### YOUR ASSIGNMENT
Among the records that follow, find each line holding the word "resolve" and copy it.

(Saved entries)
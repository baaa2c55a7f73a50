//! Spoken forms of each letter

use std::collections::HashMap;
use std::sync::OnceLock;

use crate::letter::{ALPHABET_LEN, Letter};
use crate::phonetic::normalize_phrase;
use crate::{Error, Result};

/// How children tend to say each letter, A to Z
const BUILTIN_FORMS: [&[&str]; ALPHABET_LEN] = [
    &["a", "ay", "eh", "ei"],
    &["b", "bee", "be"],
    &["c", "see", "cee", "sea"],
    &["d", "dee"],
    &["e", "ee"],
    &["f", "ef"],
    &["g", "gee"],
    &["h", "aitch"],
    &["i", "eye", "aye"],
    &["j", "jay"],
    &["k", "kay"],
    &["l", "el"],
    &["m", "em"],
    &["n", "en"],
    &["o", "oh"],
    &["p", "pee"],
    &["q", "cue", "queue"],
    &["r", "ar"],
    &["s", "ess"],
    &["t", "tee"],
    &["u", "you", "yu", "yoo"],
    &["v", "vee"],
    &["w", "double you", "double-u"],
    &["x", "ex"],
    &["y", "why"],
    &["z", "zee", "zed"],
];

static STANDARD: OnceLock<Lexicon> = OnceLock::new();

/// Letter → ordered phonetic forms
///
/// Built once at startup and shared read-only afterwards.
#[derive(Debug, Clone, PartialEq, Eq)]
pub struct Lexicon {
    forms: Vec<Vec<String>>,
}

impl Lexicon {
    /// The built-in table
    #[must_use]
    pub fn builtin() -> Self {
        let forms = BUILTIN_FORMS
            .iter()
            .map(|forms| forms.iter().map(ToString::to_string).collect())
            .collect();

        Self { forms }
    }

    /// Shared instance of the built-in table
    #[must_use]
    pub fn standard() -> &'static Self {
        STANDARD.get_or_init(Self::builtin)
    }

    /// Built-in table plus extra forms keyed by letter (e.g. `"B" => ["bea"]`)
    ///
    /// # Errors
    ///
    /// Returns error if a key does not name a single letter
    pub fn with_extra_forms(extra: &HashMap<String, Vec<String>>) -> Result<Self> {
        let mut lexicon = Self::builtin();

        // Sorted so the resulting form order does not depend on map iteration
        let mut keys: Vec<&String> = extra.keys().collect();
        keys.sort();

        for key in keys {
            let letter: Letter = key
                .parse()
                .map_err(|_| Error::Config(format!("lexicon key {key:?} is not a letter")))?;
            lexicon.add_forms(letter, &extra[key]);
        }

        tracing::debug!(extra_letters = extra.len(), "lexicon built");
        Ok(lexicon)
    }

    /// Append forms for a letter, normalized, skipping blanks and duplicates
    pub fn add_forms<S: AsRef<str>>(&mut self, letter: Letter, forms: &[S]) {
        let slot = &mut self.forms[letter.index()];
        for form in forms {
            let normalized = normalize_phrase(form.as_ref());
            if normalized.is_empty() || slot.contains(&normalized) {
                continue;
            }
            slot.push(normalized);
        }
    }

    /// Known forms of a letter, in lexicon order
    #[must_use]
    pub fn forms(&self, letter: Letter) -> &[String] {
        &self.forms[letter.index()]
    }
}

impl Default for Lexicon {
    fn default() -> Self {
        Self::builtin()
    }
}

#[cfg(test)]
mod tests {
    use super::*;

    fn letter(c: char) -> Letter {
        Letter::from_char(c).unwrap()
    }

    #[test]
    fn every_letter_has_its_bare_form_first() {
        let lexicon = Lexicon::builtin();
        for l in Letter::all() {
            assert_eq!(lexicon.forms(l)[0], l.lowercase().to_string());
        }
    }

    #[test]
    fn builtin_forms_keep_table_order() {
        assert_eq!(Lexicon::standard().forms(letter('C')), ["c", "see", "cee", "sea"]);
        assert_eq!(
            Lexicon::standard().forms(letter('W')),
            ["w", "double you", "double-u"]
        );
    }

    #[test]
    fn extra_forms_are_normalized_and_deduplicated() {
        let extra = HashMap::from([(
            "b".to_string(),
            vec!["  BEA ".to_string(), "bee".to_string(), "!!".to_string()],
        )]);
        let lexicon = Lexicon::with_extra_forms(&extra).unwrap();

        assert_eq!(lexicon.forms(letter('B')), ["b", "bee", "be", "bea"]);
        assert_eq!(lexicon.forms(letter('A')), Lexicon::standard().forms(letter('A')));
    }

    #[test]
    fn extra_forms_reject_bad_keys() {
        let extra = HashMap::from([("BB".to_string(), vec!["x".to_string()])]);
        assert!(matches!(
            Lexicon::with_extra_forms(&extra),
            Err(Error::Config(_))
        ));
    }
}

---

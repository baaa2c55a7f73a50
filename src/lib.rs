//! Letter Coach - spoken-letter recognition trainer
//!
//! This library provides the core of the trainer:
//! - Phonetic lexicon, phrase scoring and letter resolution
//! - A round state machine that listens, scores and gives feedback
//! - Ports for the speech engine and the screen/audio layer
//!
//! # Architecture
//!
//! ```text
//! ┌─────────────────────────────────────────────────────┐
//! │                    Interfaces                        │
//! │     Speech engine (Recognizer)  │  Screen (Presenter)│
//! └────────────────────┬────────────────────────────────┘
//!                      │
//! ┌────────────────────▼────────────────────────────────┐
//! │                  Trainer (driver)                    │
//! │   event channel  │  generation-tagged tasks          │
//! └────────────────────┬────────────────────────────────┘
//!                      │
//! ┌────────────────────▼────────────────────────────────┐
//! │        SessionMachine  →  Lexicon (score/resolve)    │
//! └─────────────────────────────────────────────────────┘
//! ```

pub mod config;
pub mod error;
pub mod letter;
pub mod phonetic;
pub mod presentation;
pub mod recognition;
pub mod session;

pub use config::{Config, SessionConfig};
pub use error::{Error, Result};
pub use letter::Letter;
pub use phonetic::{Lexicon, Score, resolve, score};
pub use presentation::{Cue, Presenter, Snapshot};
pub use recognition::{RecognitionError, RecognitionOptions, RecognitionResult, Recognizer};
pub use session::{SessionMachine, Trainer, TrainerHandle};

### WORKED SOLUTION
//! │        SessionMachine  →  Lexicon (score/resolve)    │
pub use phonetic::{Lexicon, Score, resolve, score};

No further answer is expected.